And then, from somewhere back in the crowd (I was sitting in front), I could hear some voices saying “We want Rafi, we want Rafi”. The cry began gaining momentum and grew louder.

I remember being very surprised. I had heard of Mohammad Rafi but only in one context – that he “used to be a singer” who had been completely “overtaken” by Kishore Kumar. Obviously then he could not have been very good, right? So why was somebody interested in listening to this washed-up singer’s songs?

Anyway, the cries were so loud by then that I think the rest of the evening (there was not much of it) was devoted to satisfying these farmaishes. I do not remember the specific songs except for “baharon phool barsao”.

It may sound strange but that incident, all those years ago, has still remained in my mind. Primarily because it was the first indication to me that, even during the sweeping Kishore wave, there were some people who wanted to listen to a singer called Mohammad Rafi.

As I grew up, I gradually began to be able to distinguish voices of singers. But even then, it was Kishore’s voice that I heard the most – he was everywhere! In the first half of the 70s, although Rafi sang some lovely songs, anybody who suggests that he posed a challenge to Kishore would have to be in cuckoo land!

Another memory from those days comes to mind.

We had got a cassette player in 1974 and had got a few movies’ songs which we would play continuously. Guddi, Yaadon Ki Baaraat, Kora Kaagaz, Abhimaan, Zanjeer. Now my paternal grandmother, who used to live with us, did not know a word of Hindi but liked listening to these cassettes. She was sharp – and could distinguish singers’ voices much better than I could. I remember, whenever I would play Abhimaan, she would immediately say “play THAT one”. She meant “Teri bindiya re”. In a movie full of lovely songs, she always picked this one.

It was much later that I realized that the male voice in this was Rafi saab’s. Yes, this was her way of giving him her stamp of approval. She did not understand the words one bit but what words do you need when you have a voice like THAT to listen to?

I continued my journey through school, constantly increasing my awareness of songs and singers. I must say my schoolmates were unabashedly Kishore fans. Those were the times, I guess. Mid-70s. What do you expect?

The next time I seriously noticed Rafi saab was with “parda hai parda” from Amar Akbar Anthony. I cannot help feeling that song was the biggest hit of the movie, though some will argue that the title song or Anthony Gonsalves was bigger. Whatever, this song was massive and Rafi saab was once again in the reckoning.

Then Hum Kisi Se Kam Nahin – and “kya hua tera waada” – happened. This song was, without doubt, the biggest hit of the movie. And possibly of the year. It was beginning to look as though this “washed-up” singer of yesteryear may not be all that bad after all.

Rafi saab continued to have a few hits – “aadmi musafir hai”, “tere haathon mein pehna ke chudiyaan”, “dard-e-dil, dard-e-jigar” and so on.
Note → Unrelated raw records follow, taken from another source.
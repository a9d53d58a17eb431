//! Input scripts for the `simulate` command.
//!
//! A script is a comma-separated list of frames. Each frame holds one or more
//! tokens joined with `+`: a key (`w`, `a`, `s`, `d`, `enter`, `esc`),
//! `quit`, mouse motion `m<dx>`, or `_` for a frame with no input.

use tilecast_input::{Event, Key, MouseDelta, ScriptedFrame};

#[derive(Debug, thiserror::Error, PartialEq, Eq)]
pub enum ScriptError {
    #[error("unknown token `{0}` in frame {1}")]
    UnknownToken(String, usize),
    #[error("bad mouse delta `{0}` in frame {1}")]
    BadMouse(String, usize),
}

fn parse_token(token: &str, frame: usize, out: &mut ScriptedFrame) -> Result<(), ScriptError> {
    let key = match token.to_ascii_lowercase().as_str() {
        "_" => return Ok(()),
        "quit" => {
            out.events.push(Event::WindowQuit);
            return Ok(());
        }
        "w" => Key::W,
        "a" => Key::A,
        "s" => Key::S,
        "d" => Key::D,
        "enter" => Key::Enter,
        "esc" => Key::Escape,
        other => {
            let Some(dx) = other.strip_prefix('m') else {
                return Err(ScriptError::UnknownToken(token.to_string(), frame));
            };
            let dx: f64 = dx
                .parse()
                .map_err(|_| ScriptError::BadMouse(token.to_string(), frame))?;
            out.mouse = MouseDelta::new(out.mouse.dx + dx, out.mouse.dy);
            return Ok(());
        }
    };
    out.events.push(Event::key_down(key));
    Ok(())
}

pub fn parse_script(script: &str) -> Result<Vec<ScriptedFrame>, ScriptError> {
    script
        .split(',')
        .map(str::trim)
        .filter(|f| !f.is_empty())
        .enumerate()
        .map(|(i, frame)| {
            let mut out = ScriptedFrame::default();
            for token in frame.split('+').map(str::trim) {
                parse_token(token, i, &mut out)?;
            }
            Ok(out)
        })
        .collect()
}
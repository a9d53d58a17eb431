use std::path::PathBuf;

/// Errors from building or loading a scene.
#[derive(Debug, thiserror::Error)]
pub enum SceneError {
    #[error("map grid must be non-empty, got {width}x{height}")]
    EmptyGrid { width: usize, height: usize },
    #[error("map has {cells} cells but {width}x{height} requires {expected}")]
    CellCountMismatch {
        width: usize,
        height: usize,
        cells: usize,
        expected: usize,
    },
    #[error("map row {row} has {found} columns, expected {expected}")]
    RaggedRow {
        row: usize,
        expected: usize,
        found: usize,
    },
    #[error("unknown map character {ch:?} at row {row}, column {col}")]
    InvalidCell { ch: char, row: usize, col: usize },
    #[error("cell size must be finite and positive, got {0}")]
    InvalidCellSize(f64),
    #[error("field of view must lie in (0, pi), got {0}")]
    InvalidFov(f64),
    #[error("{0} has a non-finite coordinate")]
    NonFinite(String),
    #[error("failed to read scene file {path}: {source}")]
    Io {
        path: PathBuf,
        #[source]
        source: std::io::Error,
    },
    #[error("YAML error: {0}")]
    Yaml(#[from] serde_yaml::Error),
    #[error("JSON error: {0}")]
    Json(#[from] serde_json::Error),
    #[error("unsupported scene file extension: {0}")]
    UnsupportedFormat(String),
}
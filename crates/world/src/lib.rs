//! World: the static tile map and the scene aggregate the renderer consumes.
//!
//! # Invariants
//! - Map dimensions are fixed at construction and never zero.
//! - Out-of-bounds cells are solid, so every ray march terminates.
//! - A scene holds exactly one map and one player; malformed scenes are
//!   rejected when built, never discovered mid-render.

pub mod demo;
mod error;
pub mod file;
pub mod map;
pub mod scene;

pub use error::SceneError;
pub use file::SceneFile;
pub use map::{Cell, Map};
pub use scene::{Scene, Splash};

pub fn crate_info() -> &'static str {
    "tilecast-world v0.1.0"
}

#[cfg(test)]
mod tests {
    use super::*;

    #[test]
    fn crate_loads() {
        assert!(crate_info().contains("world"));
    }
}
use tilecast_input::{InputError, InputSource, MouseDelta, ScriptedInput, Subject};
use tilecast_render::{PresentError, Presenter};
use tilecast_world::Splash;

use crate::Window;

/// Off-screen window driven by a [`ScriptedInput`].
///
/// Presented frames are checked against the expected size and the last one
/// is kept. Each splash polls one scripted input frame, standing in for the
/// event pumping a real window does while the image is shown.
pub struct HeadlessWindow {
    input: ScriptedInput,
    width: u32,
    height: u32,
    presented: usize,
    last_frame: Option<Vec<u8>>,
    splashes: Vec<Splash>,
    failing_presents: usize,
}

impl HeadlessWindow {
    pub fn new(width: u32, height: u32, input: ScriptedInput) -> Self {
        Self {
            input,
            width,
            height,
            presented: 0,
            last_frame: None,
            splashes: Vec::new(),
            failing_presents: 0,
        }
    }

    pub fn input(&self) -> &ScriptedInput {
        &self.input
    }

    pub fn input_mut(&mut self) -> &mut ScriptedInput {
        &mut self.input
    }

    /// Number of frames accepted by `present`.
    pub fn presented(&self) -> usize {
        self.presented
    }

    pub fn last_frame(&self) -> Option<&[u8]> {
        self.last_frame.as_deref()
    }

    /// Splashes shown so far, in order.
    pub fn splashes(&self) -> &[Splash] {
        &self.splashes
    }

    /// Make the next `n` presents fail with a lost surface.
    pub fn fail_next_presents(&mut self, n: usize) {
        self.failing_presents = n;
    }
}

impl InputSource for HeadlessWindow {
    fn init(&mut self) -> Result<(), InputError> {
        self.input.init()?;
        tracing::info!(width = self.width, height = self.height, "headless window ready");
        Ok(())
    }

    fn subject_mut(&mut self) -> &mut Subject {
        self.input.subject_mut()
    }

    fn poll_events(&mut self) -> usize {
        self.input.poll_events()
    }

    fn mouse_delta(&mut self) -> MouseDelta {
        self.input.mouse_delta()
    }

    fn cleanup(&mut self) {
        self.input.cleanup();
        tracing::debug!(presented = self.presented, "headless window closed");
    }
}

impl Presenter for HeadlessWindow {
    fn present(&mut self, pixels: &[u8], row_bytes: usize) -> Result<(), PresentError> {
        if self.failing_presents > 0 {
            self.failing_presents -= 1;
            return Err(PresentError::SurfaceLost);
        }
        let expected = self.width as usize * self.height as usize * 4;
        if pixels.len() != expected || row_bytes != self.width as usize * 4 {
            return Err(PresentError::SizeMismatch {
                expected,
                found: pixels.len(),
            });
        }
        self.last_frame = Some(pixels.to_vec());
        self.presented += 1;
        Ok(())
    }
}

impl Window for HeadlessWindow {
    fn flash_image(&mut self, splash: &Splash) -> Result<(), PresentError> {
        self.splashes.push(splash.clone());
        self.input.poll_events();
        Ok(())
    }
}

#[cfg(test)]
mod tests {
    use super::*;
    use tilecast_render::FrameBuffer;

    #[test]
    fn accepts_matching_frames_only() {
        let mut window = HeadlessWindow::new(4, 2, ScriptedInput::new());
        FrameBuffer::new(4, 2).present_to(&mut window).unwrap();
        assert_eq!(window.presented(), 1);
        assert_eq!(window.last_frame().map(<[u8]>::len), Some(32));

        let err = FrameBuffer::new(3, 2).present_to(&mut window).unwrap_err();
        assert!(matches!(err, PresentError::SizeMismatch { expected: 32, found: 24 }));
        assert_eq!(window.presented(), 1);
    }

    #[test]
    fn injected_failures_are_consumed() {
        let mut window = HeadlessWindow::new(2, 2, ScriptedInput::new());
        window.fail_next_presents(1);
        let fb = FrameBuffer::new(2, 2);
        assert!(matches!(fb.present_to(&mut window), Err(PresentError::SurfaceLost)));
        fb.present_to(&mut window).unwrap();
        assert_eq!(window.presented(), 1);
    }

    #[test]
    fn splash_is_recorded_and_polls_input() {
        let mut input = ScriptedInput::new();
        input.push_mouse(0.0, 0.0);
        let mut window = HeadlessWindow::new(2, 2, input);
        window.flash_image(&Splash::new("intro.png", 3000)).unwrap();
        assert_eq!(window.splashes().len(), 1);
        assert_eq!(window.input().polls(), 1);
        assert_eq!(window.input().remaining(), 0);
    }
}
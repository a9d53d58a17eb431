use std::cell::RefCell;
use std::collections::BTreeMap;
use std::rc::{Rc, Weak};

use crate::Event;

/// Receives events pushed by a [`Subject`].
pub trait Observer {
    fn on_notify(&mut self, event: &Event);
}

/// Shared, single-threaded observer reference.
pub type SharedObserver = Rc<RefCell<dyn Observer>>;

/// Registration ticket returned by [`Subject::add_observer`].
///
/// Handles are issued in increasing order and never reused, so handle order
/// is registration order.
#[derive(Debug, Clone, Copy, PartialEq, Eq, Hash, PartialOrd, Ord)]
pub struct ObserverHandle(u64);

impl ObserverHandle {
    pub fn id(self) -> u64 {
        self.0
    }
}

/// Rejected subject operations.
#[derive(Debug, thiserror::Error, PartialEq, Eq)]
pub enum SubjectError {
    #[error("observer is already registered as handle {}", .0.id())]
    AlreadyRegistered(ObserverHandle),
    #[error("no observer registered under handle {}", .0.id())]
    UnknownHandle(ObserverHandle),
}

/// Maps handles to observers and pushes events to them synchronously.
///
/// The subject holds weak references: it never keeps an observer alive, and
/// an observer dropped without deregistering is skipped.
#[derive(Default)]
pub struct Subject {
    observers: BTreeMap<ObserverHandle, Weak<RefCell<dyn Observer>>>,
    next_handle: u64,
}

impl Subject {
    pub fn new() -> Self {
        Self::default()
    }

    /// Register an observer. Registering the same observer twice fails with
    /// the handle it already holds.
    pub fn add_observer(&mut self, observer: &SharedObserver) -> Result<ObserverHandle, SubjectError> {
        let weak = Rc::downgrade(observer);
        if let Some((handle, _)) = self.observers.iter().find(|(_, o)| o.ptr_eq(&weak)) {
            tracing::warn!(handle = handle.id(), "duplicate observer registration rejected");
            return Err(SubjectError::AlreadyRegistered(*handle));
        }
        let handle = ObserverHandle(self.next_handle);
        self.next_handle += 1;
        self.observers.insert(handle, weak);
        tracing::debug!(handle = handle.id(), "observer registered");
        Ok(handle)
    }

    /// Deregister an observer. Unknown or already removed handles fail.
    pub fn remove_observer(&mut self, handle: ObserverHandle) -> Result<(), SubjectError> {
        match self.observers.remove(&handle) {
            Some(_) => {
                tracing::debug!(handle = handle.id(), "observer removed");
                Ok(())
            }
            None => {
                tracing::warn!(handle = handle.id(), "removal of unknown observer rejected");
                Err(SubjectError::UnknownHandle(handle))
            }
        }
    }

    /// Push one event to every live observer in registration order.
    /// Returns the number of observers notified.
    pub fn notify(&self, event: &Event) -> usize {
        let mut notified = 0;
        for (handle, weak) in &self.observers {
            let Some(observer) = weak.upgrade() else {
                tracing::trace!(handle = handle.id(), "skipping dropped observer");
                continue;
            };
            let Ok(mut observer) = observer.try_borrow_mut() else {
                tracing::warn!(handle = handle.id(), "observer busy, event skipped");
                continue;
            };
            observer.on_notify(event);
            notified += 1;
        }
        notified
    }

    pub fn is_registered(&self, handle: ObserverHandle) -> bool {
        self.observers.contains_key(&handle)
    }

    pub fn observer_count(&self) -> usize {
        self.observers.len()
    }
}

#[cfg(test)]
mod tests {
    use super::*;
    use crate::Key;

    struct Recorder {
        name: &'static str,
        log: Rc<RefCell<Vec<(&'static str, Event)>>>,
    }

    impl Observer for Recorder {
        fn on_notify(&mut self, event: &Event) {
            self.log.borrow_mut().push((self.name, *event));
        }
    }

    fn recorder(
        name: &'static str,
        log: &Rc<RefCell<Vec<(&'static str, Event)>>>,
    ) -> SharedObserver {
        Rc::new(RefCell::new(Recorder {
            name,
            log: log.clone(),
        }))
    }

    #[test]
    fn notifies_in_registration_order() {
        let log = Rc::new(RefCell::new(Vec::new()));
        let a = recorder("A", &log);
        let b = recorder("B", &log);
        let mut subject = Subject::new();
        subject.add_observer(&a).unwrap();
        subject.add_observer(&b).unwrap();

        let n = subject.notify(&Event::key_down(Key::W));
        assert_eq!(n, 2);
        let names: Vec<_> = log.borrow().iter().map(|(n, _)| *n).collect();
        assert_eq!(names, vec!["A", "B"]);
    }

    #[test]
    fn each_event_is_delivered_once_per_observer() {
        let log = Rc::new(RefCell::new(Vec::new()));
        let a = recorder("A", &log);
        let mut subject = Subject::new();
        subject.add_observer(&a).unwrap();
        subject.notify(&Event::WindowQuit);
        subject.notify(&Event::key_down(Key::S));
        assert_eq!(
            *log.borrow(),
            vec![("A", Event::WindowQuit), ("A", Event::key_down(Key::S))]
        );
    }

    #[test]
    fn duplicate_registration_is_rejected() {
        let log = Rc::new(RefCell::new(Vec::new()));
        let a = recorder("A", &log);
        let mut subject = Subject::new();
        let h = subject.add_observer(&a).unwrap();
        assert_eq!(subject.add_observer(&a), Err(SubjectError::AlreadyRegistered(h)));
        assert_eq!(subject.observer_count(), 1);

        subject.notify(&Event::FocusLost);
        assert_eq!(log.borrow().len(), 1);
    }

    #[test]
    fn removed_handle_is_not_notified_and_cannot_be_removed_twice() {
        let log = Rc::new(RefCell::new(Vec::new()));
        let a = recorder("A", &log);
        let b = recorder("B", &log);
        let mut subject = Subject::new();
        let ha = subject.add_observer(&a).unwrap();
        subject.add_observer(&b).unwrap();

        subject.remove_observer(ha).unwrap();
        assert!(!subject.is_registered(ha));
        assert_eq!(subject.remove_observer(ha), Err(SubjectError::UnknownHandle(ha)));

        subject.notify(&Event::WindowQuit);
        let names: Vec<_> = log.borrow().iter().map(|(n, _)| *n).collect();
        assert_eq!(names, vec!["B"]);
    }

    #[test]
    fn handles_are_never_reused() {
        let log = Rc::new(RefCell::new(Vec::new()));
        let a = recorder("A", &log);
        let mut subject = Subject::new();
        let first = subject.add_observer(&a).unwrap();
        subject.remove_observer(first).unwrap();
        let second = subject.add_observer(&a).unwrap();
        assert!(second > first);
    }

    #[test]
    fn dropped_observer_is_skipped() {
        let log = Rc::new(RefCell::new(Vec::new()));
        let mut subject = Subject::new();
        {
            let gone = recorder("gone", &log);
            subject.add_observer(&gone).unwrap();
        }
        assert_eq!(subject.notify(&Event::WindowQuit), 0);
        assert!(log.borrow().is_empty());
    }
}
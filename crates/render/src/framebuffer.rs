use tilecast_common::Rgba;

use crate::RenderError;

/// Bytes per pixel. The format is fixed: R, G, B, A.
pub const BYTES_PER_PIXEL: usize = 4;

/// Owned RGBA pixel surface with fixed dimensions.
///
/// Read access is public; writes are limited to the renderer.
#[derive(Debug, Clone, PartialEq, Eq)]
pub struct FrameBuffer {
    w: u32,
    h: u32,
    img: Vec<u8>,
}

impl FrameBuffer {
    /// Black, opaque surface of `w` x `h` pixels.
    pub fn new(w: u32, h: u32) -> Self {
        let mut img = vec![0; w as usize * h as usize * BYTES_PER_PIXEL];
        for px in img.chunks_exact_mut(BYTES_PER_PIXEL) {
            px[3] = 255;
        }
        Self { w, h, img }
    }

    /// Wrap already decoded RGBA bytes, e.g. a splash image.
    pub fn from_rgba(w: u32, h: u32, img: Vec<u8>) -> Result<Self, RenderError> {
        let expected = w as usize * h as usize * BYTES_PER_PIXEL;
        if img.len() != expected {
            return Err(RenderError::BufferSize {
                expected,
                found: img.len(),
            });
        }
        Ok(Self { w, h, img })
    }

    pub fn width(&self) -> u32 {
        self.w
    }

    pub fn height(&self) -> u32 {
        self.h
    }

    /// Raw pixel bytes, row-major.
    pub fn as_bytes(&self) -> &[u8] {
        &self.img
    }

    /// Byte stride between consecutive rows.
    pub fn row_bytes(&self) -> usize {
        self.w as usize * BYTES_PER_PIXEL
    }

    pub fn pixel(&self, x: u32, y: u32) -> Option<Rgba> {
        let i = self.index(x, y)?;
        let px = &self.img[i..i + BYTES_PER_PIXEL];
        Some(Rgba::from_bytes([px[0], px[1], px[2], px[3]]))
    }

    /// All pixels of one column, top to bottom.
    pub fn column(&self, x: u32) -> Vec<Rgba> {
        (0..self.h).filter_map(|y| self.pixel(x, y)).collect()
    }

    #[inline(always)]
    fn index(&self, x: u32, y: u32) -> Option<usize> {
        if x >= self.w || y >= self.h {
            return None;
        }
        Some((y as usize * self.w as usize + x as usize) * BYTES_PER_PIXEL)
    }

    pub(crate) fn set(&mut self, x: u32, y: u32, color: Rgba) {
        if let Some(i) = self.index(x, y) {
            self.img[i..i + BYTES_PER_PIXEL].copy_from_slice(&color.to_bytes());
        }
    }

    /// Paint rows `[y0, y1)` of column `x`. Out-of-range rows are ignored.
    pub(crate) fn fill_column(&mut self, x: u32, y0: u32, y1: u32, color: Rgba) {
        for y in y0..y1.min(self.h) {
            self.set(x, y, color);
        }
    }
}

#[cfg(test)]
mod tests {
    use super::*;

    #[test]
    fn new_buffer_is_opaque_black() {
        let fb = FrameBuffer::new(3, 2);
        assert_eq!(fb.as_bytes().len(), 3 * 2 * 4);
        assert_eq!(fb.row_bytes(), 12);
        assert_eq!(fb.pixel(2, 1), Some(Rgba::BLACK));
        assert_eq!(fb.pixel(3, 0), None);
    }

    #[test]
    fn writes_land_at_row_major_offsets() {
        let mut fb = FrameBuffer::new(4, 4);
        fb.set(1, 2, Rgba::rgb(9, 8, 7));
        let i = (2 * 4 + 1) * 4;
        assert_eq!(&fb.as_bytes()[i..i + 4], &[9, 8, 7, 255]);
        fb.set(10, 10, Rgba::WHITE);
    }

    #[test]
    fn fill_column_clips_to_height() {
        let mut fb = FrameBuffer::new(2, 3);
        fb.fill_column(1, 1, 99, Rgba::WHITE);
        assert_eq!(
            fb.column(1),
            vec![Rgba::BLACK, Rgba::WHITE, Rgba::WHITE]
        );
        assert_eq!(fb.column(0), vec![Rgba::BLACK; 3]);
    }

    #[test]
    fn from_rgba_checks_length() {
        assert!(FrameBuffer::from_rgba(2, 2, vec![0; 16]).is_ok());
        assert!(matches!(
            FrameBuffer::from_rgba(2, 2, vec![0; 15]),
            Err(RenderError::BufferSize {
                expected: 16,
                found: 15
            })
        ));
    }
}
By now I was beginning to warm to his voice. Not that I considered it better than Kishore’s, no way! But yes, it was different – and I liked it.

Around that time, I read an article on Rafi saab. Probably by Raju Bharatan in the Illustrated Weekly. As is typical of Bharatan, in his rambling style, he mentioned a number of Rafi songs. Including “o duniya ke rakhwaale” as being one of his best.

I’d never heard the song but I got curious to listen to it.

In those days, there was no internet to allow you to quickly check out any song you want. And where I lived – and in the environment I lived in – getting even a music cassette was an uphill task. The radio was my one source and hope.

And then, one day, in the afternoon, in the 1.00 – 1.30 programme on AIR, I heard it!

I already knew the song was from Baiju Bawra – when the announcer said “Film : Baiju Bawra, Awaaz Mohammad Rafi”, I froze.

By the time the song was over, there were tears in my eyes, my hairs were standing on end! No song had EVER made such an impact on me! Just the “bhagwan” bit was enough to make me realize that I was listening to something special here. I wanted to hear the song again. And again. But hey, that was radio! I had to be content with listening to it that one time and hoping that I’d hear it somehow soon on radio again. Till then, I’d have to keep playing it in my head.

To date, I consider that moment to be the defining moment for me in my Rafi saab discovery!

Almost immediately after that, I got to hear “suhaani raat dhal chuki”, “ye parbaton ke daayre”, “ek dil ke tukde hazaar hue”, “dil mein chhupa ke pyar ka toofan le chale”, “toote hue khwabon ne”, “ek tera saath” and many other Rafi saab songs.

There was never going to be any turning back after that. Certainly not after I heard “suhaani raat dhal chuki”. I was sold on that voice for life.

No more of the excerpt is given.